TASK ITEM:
Using the listing below, set down exactly the lines starting at the line that contains "the whole report." and ending at the line that contains "pub async fn story_report(&self, req: &ReportRequest)", both included, and no others.

SOURCE MATERIAL:
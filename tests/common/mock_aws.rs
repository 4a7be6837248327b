use std::sync::atomic::{AtomicU32, Ordering};
use std::sync::{Arc, Mutex};
use std::time::Duration;

use aws_sdk_eks::types::{Cluster, ClusterStatus};

use eksprov::clients::{AwsClients, CallerIdentity};
use eksprov::error::{Error, Result};
use eksprov::provider::{Binding, Connect, ProviderConfig, ProviderHandle};
use eksprov::resources::{ClusterOutputs, RoleOutputs, RoleSpec};

/// Every API call a mock receives, in the order received
#[derive(Clone, Debug, PartialEq, Eq)]
pub enum Call {
  GetCallerIdentity,
  CreateRole(String),
  /// Recorded when a (possibly delayed) role creation returns its ARN
  RoleResolved(String),
  AttachRolePolicy {
    role: String,
    policy_arn: String,
  },
  CreateCluster {
    name: String,
    role_arn: String,
    subnet_ids: Vec<String>,
  },
  DescribeCluster(String),
}

pub type CallLog = Arc<Mutex<Vec<Call>>>;

/// Mock AWS client for testing. Defaults describe a healthy, active cluster.
/// Override specific fields to simulate failures and delays.
#[derive(Clone)]
pub struct MockAwsClients {
  pub calls: CallLog,
  pub account: String,
  pub role_arn: String,
  pub role_delay: Option<Duration>,
  pub failing_policies: Vec<String>,
  pub fail_cluster: bool,
  pub cluster: ClusterOutputs,
  /// `None` makes every describe return `NotFound`
  pub described: Option<Cluster>,
  /// Number of describes answered with `NotFound` before `described` is returned
  pub not_found_times: Arc<AtomicU32>,
  /// Number of describes answered with a `CREATING` cluster before `described` is returned
  pub creating_times: Arc<AtomicU32>,
}

impl Default for MockAwsClients {
  fn default() -> Self {
    Self {
      calls: CallLog::default(),
      account: "123".to_string(),
      role_arn: "arn:aws:iam::123:role/eks-role".to_string(),
      role_delay: None,
      failing_policies: vec![],
      fail_cluster: false,
      cluster: ClusterOutputs {
        name: "example".to_string(),
        arn: "arn:aws:eks::123:cluster/example".to_string(),
      },
      described: Some(super::fixtures::described_cluster(Some("BASE64DATA"))),
      not_found_times: Arc::new(AtomicU32::new(0)),
      creating_times: Arc::new(AtomicU32::new(0)),
    }
  }
}

impl MockAwsClients {
  pub fn with_calls(mut self, calls: &CallLog) -> Self {
    self.calls = calls.clone();
    self
  }

  fn record(&self, call: Call) {
    self.calls.lock().unwrap().push(call);
  }

  pub fn recorded(&self) -> Vec<Call> {
    self.calls.lock().unwrap().clone()
  }

  fn identity(&self) -> CallerIdentity {
    CallerIdentity {
      account: self.account.clone(),
      arn: format!("arn:aws:iam::{}:user/test", self.account),
    }
  }

  fn take(counter: &AtomicU32) -> bool {
    counter
      .fetch_update(Ordering::SeqCst, Ordering::SeqCst, |n| n.checked_sub(1))
      .is_ok()
  }
}

impl AwsClients for MockAwsClients {
  async fn get_caller_identity(&self) -> Result<CallerIdentity> {
    self.record(Call::GetCallerIdentity);
    Ok(self.identity())
  }

  async fn create_role(&self, spec: &RoleSpec) -> Result<RoleOutputs> {
    self.record(Call::CreateRole(spec.name.clone()));
    if let Some(delay) = self.role_delay {
      tokio::time::sleep(delay).await;
    }
    self.record(Call::RoleResolved(self.role_arn.clone()));

    Ok(RoleOutputs {
      name: spec.name.clone(),
      arn: self.role_arn.clone(),
    })
  }

  async fn attach_role_policy(&self, role_name: &str, policy_arn: &str) -> Result<()> {
    self.record(Call::AttachRolePolicy {
      role: role_name.to_string(),
      policy_arn: policy_arn.to_string(),
    });

    if self.failing_policies.iter().any(|p| p == policy_arn) {
      return Err(Error::Api {
        operation: "AttachRolePolicy".to_string(),
        message: format!("mock failure attaching {policy_arn}"),
      });
    }
    Ok(())
  }

  async fn create_cluster(&self, name: &str, role_arn: &str, subnet_ids: &[String]) -> Result<ClusterOutputs> {
    self.record(Call::CreateCluster {
      name: name.to_string(),
      role_arn: role_arn.to_string(),
      subnet_ids: subnet_ids.to_vec(),
    });

    if self.fail_cluster {
      return Err(Error::Api {
        operation: "CreateCluster".to_string(),
        message: "mock InvalidParameterException".to_string(),
      });
    }
    Ok(self.cluster.clone())
  }

  async fn describe_cluster(&self, name: &str) -> Result<Cluster> {
    self.record(Call::DescribeCluster(name.to_string()));
    let not_found = || Error::NotFound {
      resource: format!("cluster {name}"),
    };

    if Self::take(&self.not_found_times) {
      return Err(not_found());
    }
    if Self::take(&self.creating_times) {
      return Ok(
        Cluster::builder()
          .name(name)
          .arn(&self.cluster.arn)
          .status(ClusterStatus::Creating)
          .build(),
      );
    }

    self.described.clone().ok_or_else(not_found)
  }
}

/// Hands out the pinned or default mock and records every connection attempt
#[derive(Clone, Default)]
pub struct MockConnector {
  pub pinned: MockAwsClients,
  pub default: MockAwsClients,
  pub connects: Arc<Mutex<Vec<Binding>>>,
  pub fail_auth: bool,
}

impl MockConnector {
  pub fn connected(&self) -> Vec<Binding> {
    self.connects.lock().unwrap().clone()
  }
}

impl Connect for MockConnector {
  type Clients = MockAwsClients;

  async fn connect(&self, config: &ProviderConfig, binding: Binding) -> Result<ProviderHandle<MockAwsClients>> {
    self.connects.lock().unwrap().push(binding);

    if self.fail_auth {
      return Err(Error::Authentication {
        profile: config.profile.clone(),
        region: config.region.clone(),
        message: "mock ExpiredToken".to_string(),
      });
    }

    let clients = match binding {
      Binding::Pinned => self.pinned.clone(),
      Binding::Default => self.default.clone(),
    };
    clients.record(Call::GetCallerIdentity);
    Ok(ProviderHandle {
      binding,
      identity: clients.identity(),
      clients,
    })
  }
}
mod cli;
pub mod clients;
pub mod config;
pub mod error;
pub mod lookup;
pub mod output;
pub mod provider;
pub mod resources;
pub mod retry;
pub mod run;
pub mod sequencer;

use anyhow::Result;

pub use cli::{Apply, Cli, Commands, Plan};
pub use error::Error;

/// Provision the declared resources and write the exported outputs
pub async fn apply(args: &Apply) -> Result<()> {
  let config = config::load(args.config.as_deref())?.with_overrides(args.region.clone(), args.profile.clone());

  // All checks and validations on input happen inside the run before any API call
  let report = run::run(&config, &provider::AwsConnector).await?;
  output::output(&report.outputs, &args.format, &args.output)?;

  Ok(())
}

/// Render the declared resources without connecting to AWS
pub fn plan(args: &Plan) -> Result<()> {
  let config = config::load(args.config.as_deref())?;
  let specs = resources::declare(&config)?;

  let rendered = output::render(&specs, &args.format, |specs| resources::to_stdout_table(specs))?;
  output::write(&rendered, &args.output)
}
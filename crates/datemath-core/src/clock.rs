//! Clock abstraction for "from now" helpers.

use chrono::{DateTime, Utc};

/// Source of the current instant.
///
/// The library never reads the global clock directly; callers pass a clock in
/// so tests can substitute a fixed instant.
pub trait Clock {
    /// Returns the current instant.
    fn now(&self) -> DateTime<Utc>;
}

/// Clock backed by the system time.
#[derive(Debug, Clone, Copy, Default)]
pub struct SystemClock;

impl Clock for SystemClock {
    fn now(&self) -> DateTime<Utc> {
        Utc::now()
    }
}

/// Clock that always returns a preset instant.
#[derive(Debug, Clone, Copy)]
pub struct FixedClock(pub DateTime<Utc>);

impl Clock for FixedClock {
    fn now(&self) -> DateTime<Utc> {
        self.0
    }
}
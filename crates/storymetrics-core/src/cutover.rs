//! Decides which backend(s) a date range must be read from.
//!
//! Days strictly before the cutover date are served by the legacy backend; the
//! cutover date and every later day are served by the next-gen backend.

use chrono::{DateTime, Duration, NaiveDate, TimeZone, Utc};
use chrono_tz::Tz;

use crate::report::DateRange;

/// First day (in the view timezone) with next-gen data.
pub const CUTOVER_DATE: NaiveDate = match NaiveDate::from_ymd_opt(2023, 7, 1) {
    Some(d) => d,
    None => panic!("invalid cutover date"),
};

/// Timezone the legacy reporting view is configured in.
pub const VIEW_TZ: Tz = chrono_tz::America::Chicago;

/// Start of [`CUTOVER_DATE`] in [`VIEW_TZ`] (`2023-07-01T00:00:00-05:00`).
pub fn cutover_instant() -> DateTime<Utc> {
    CutoverClassifier::default().cutover_instant(VIEW_TZ)
}

#[derive(Debug, Clone, Copy, PartialEq, Eq)]
pub struct SourcePlan {
    pub use_legacy: bool,
    pub use_next_gen: bool,
}

impl SourcePlan {
    pub fn is_straddling(&self) -> bool {
        self.use_legacy && self.use_next_gen
    }
}

#[derive(Debug, Clone, Copy, PartialEq, Eq)]
pub struct CutoverClassifier {
    cutover: NaiveDate,
}

impl Default for CutoverClassifier {
    fn default() -> Self {
        Self::new(CUTOVER_DATE)
    }
}

impl CutoverClassifier {
    pub fn new(cutover: NaiveDate) -> Self {
        Self { cutover }
    }

    pub fn cutover(&self) -> NaiveDate {
        self.cutover
    }

    /// First instant of the cutover day in `tz`.
    pub fn cutover_instant(&self, tz: Tz) -> DateTime<Utc> {
        let midnight = self.cutover.and_time(chrono::NaiveTime::MIN);
        tz.from_local_datetime(&midnight)
            .earliest()
            .map(|dt| dt.with_timezone(&Utc))
            .unwrap_or_else(|| midnight.and_utc())
    }

    /// At least one flag is set for any range with `start <= end`.
    pub fn classify(&self, start_date: NaiveDate, end_date: NaiveDate) -> SourcePlan {
        SourcePlan {
            use_legacy: start_date < self.cutover,
            use_next_gen: end_date >= self.cutover,
        }
    }

    /// Clip a range so it ends on the last legacy day at the latest.
    pub fn legacy_range(&self, range: DateRange) -> DateRange {
        let last_legacy_day = self.cutover - Duration::days(1);
        let end_date = range.end_date.min(last_legacy_day);
        DateRange::new(range.start_date.min(end_date), end_date)
    }
}
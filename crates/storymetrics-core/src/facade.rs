//! Entry point used by the API layer: one method per report shape.

use std::sync::Arc;

use tracing::debug;

use crate::cutover::{CutoverClassifier, SourcePlan};
use crate::error::ReportError;
use crate::merge::{merge_metrics, merge_rows};
use crate::normalize::{normalize, RawReport};
use crate::report::{MetricSet, ReportKind, ReportRequest, Row};
use crate::source::{LegacyQuery, LegacySource, NextGenParams, NextGenSource};

/// Answers engagement reports for a subject, reading from whichever
/// backend(s) cover the requested range.
///
/// Both source handles are created once at startup and shared. When a range
/// straddles the cutover the two fetches run concurrently and either failure
/// fails the whole report.
#[derive(Clone)]
pub struct ReportFacade {
    legacy: Arc<dyn LegacySource>,
    next_gen: Arc<dyn NextGenSource>,
    classifier: CutoverClassifier,
}

impl ReportFacade {
    pub fn new(legacy: Arc<dyn LegacySource>, next_gen: Arc<dyn NextGenSource>) -> Self {
        Self {
            legacy,
            next_gen,
            classifier: CutoverClassifier::default(),
        }
    }

    pub fn with_classifier(mut self, classifier: CutoverClassifier) -> Self {
        self.classifier = classifier;
        self
    }

    pub fn classifier(&self) -> &CutoverClassifier {
        &self.classifier
    }

    /// Day-by-day trend.
    pub async fn story_report_by_day(&self, req: &ReportRequest) -> Result<Vec<Row>, ReportError> {
        self.rows(ReportKind::ByDay, req).await
    }

    /// Breakdown by acquisition channel.
    pub async fn story_acquisition_report(
        &self,
        req: &ReportRequest,
    ) -> Result<Vec<Row>, ReportError> {
        self.rows(ReportKind::Acquisition, req).await
    }

    /// Breakdown by device category.
    pub async fn story_device_report(&self, req: &ReportRequest) -> Result<Vec<Row>, ReportError> {
        self.rows(ReportKind::Device, req).await
    }

    /// Totals for the whole period. A source that returns no rows counts as
    /// all zeros.
    pub async fn story_report(&self, req: &ReportRequest) -> Result<MetricSet, ReportError> {
        let (legacy, next_gen) = self.fetch(ReportKind::Totals, req).await?;
        let totals = |rows: Vec<Row>| {
            rows.into_iter()
                .next()
                .map(|row| row.metrics)
                .unwrap_or_else(MetricSet::zeroed)
        };

        Ok(match (legacy.map(totals), next_gen.map(totals)) {
            (Some(legacy), Some(next_gen)) => {
                let merged = merge_metrics(&legacy, &next_gen);
                debug!(subject_id = req.subject_id(), "merged legacy and next-gen totals");
                merged
            }
            (Some(only), None) | (None, Some(only)) => only,
            (None, None) => MetricSet::zeroed(),
        })
    }

    async fn rows(&self, kind: ReportKind, req: &ReportRequest) -> Result<Vec<Row>, ReportError> {
        match self.fetch(kind, req).await? {
            (Some(legacy), Some(next_gen)) => {
                let merged = merge_rows(&legacy, &next_gen);
                debug!(
                    report = kind.action(),
                    legacy_rows = legacy.len(),
                    next_gen_rows = next_gen.len(),
                    merged_rows = merged.len(),
                    "merged report rows"
                );
                Ok(merged)
            }
            (Some(only), None) | (None, Some(only)) => Ok(only),
            (None, None) => Ok(Vec::new()),
        }
    }

    /// Fetch and normalize from each source the range needs.
    async fn fetch(
        &self,
        kind: ReportKind,
        req: &ReportRequest,
    ) -> Result<(Option<Vec<Row>>, Option<Vec<Row>>), ReportError> {
        req.validate()?;
        let plan = self.classifier.classify(req.start_date(), req.end_date());
        debug!(
            report = kind.action(),
            subject_id = req.subject_id(),
            use_legacy = plan.use_legacy,
            use_next_gen = plan.use_next_gen,
            "selected report sources"
        );

        let SourcePlan {
            use_legacy,
            use_next_gen,
        } = plan;
        let legacy = async {
            if use_legacy {
                self.legacy_rows(kind, req).await.map(Some)
            } else {
                Ok(None)
            }
        };
        let next_gen = async {
            if use_next_gen {
                self.next_gen_rows(kind, req).await.map(Some)
            } else {
                Ok(None)
            }
        };
        tokio::try_join!(legacy, next_gen)
    }

    async fn legacy_rows(
        &self,
        kind: ReportKind,
        req: &ReportRequest,
    ) -> Result<Vec<Row>, ReportError> {
        let query = LegacyQuery {
            subject_id: req.subject_id().to_string(),
            range: self.classifier.legacy_range(req.range()),
            dimension: kind.dimension(),
            quota_user: req.quota_user().map(str::to_string),
        };
        let report = self.legacy.fetch(&query).await?;
        normalize(&RawReport::Legacy(report))
    }

    async fn next_gen_rows(
        &self,
        kind: ReportKind,
        req: &ReportRequest,
    ) -> Result<Vec<Row>, ReportError> {
        let params = NextGenParams {
            story_id: req.subject_id().to_string(),
            range: req.range(),
        };
        let report = self.next_gen.fetch(kind, &params).await?;
        normalize(&RawReport::NextGen(report))
    }
}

REPLY:
/// fails the whole report.
#[derive(Clone)]
pub struct ReportFacade {
    legacy: Arc<dyn LegacySource>,
    next_gen: Arc<dyn NextGenSource>,
    classifier: CutoverClassifier,
}

impl ReportFacade {
    pub fn new(legacy: Arc<dyn LegacySource>, next_gen: Arc<dyn NextGenSource>) -> Self {
        Self {
            legacy,
            next_gen,
            classifier: CutoverClassifier::default(),
        }
    }

    pub fn with_classifier(mut self, classifier: CutoverClassifier) -> Self {
        self.classifier = classifier;
        self
    }

    pub fn classifier(&self) -> &CutoverClassifier {
        &self.classifier
    }

    /// Day-by-day trend.
    pub async fn story_report_by_day(&self, req: &ReportRequest) -> Result<Vec<Row>, ReportError> {
        self.rows(ReportKind::ByDay, req).await
    }

    /// Breakdown by acquisition channel.
    pub async fn story_acquisition_report(
        &self,
        req: &ReportRequest,
    ) -> Result<Vec<Row>, ReportError> {
        self.rows(ReportKind::Acquisition, req).await
    }

    /// Breakdown by device category.
    pub async fn story_device_report(&self, req: &ReportRequest) -> Result<Vec<Row>, ReportError> {
        self.rows(ReportKind::Device, req).await
    }

    /// Totals for the whole period. A source that returns no rows counts as
    /// all zeros.
    pub async fn story_report(&self, req: &ReportRequest) -> Result<MetricSet, ReportError> {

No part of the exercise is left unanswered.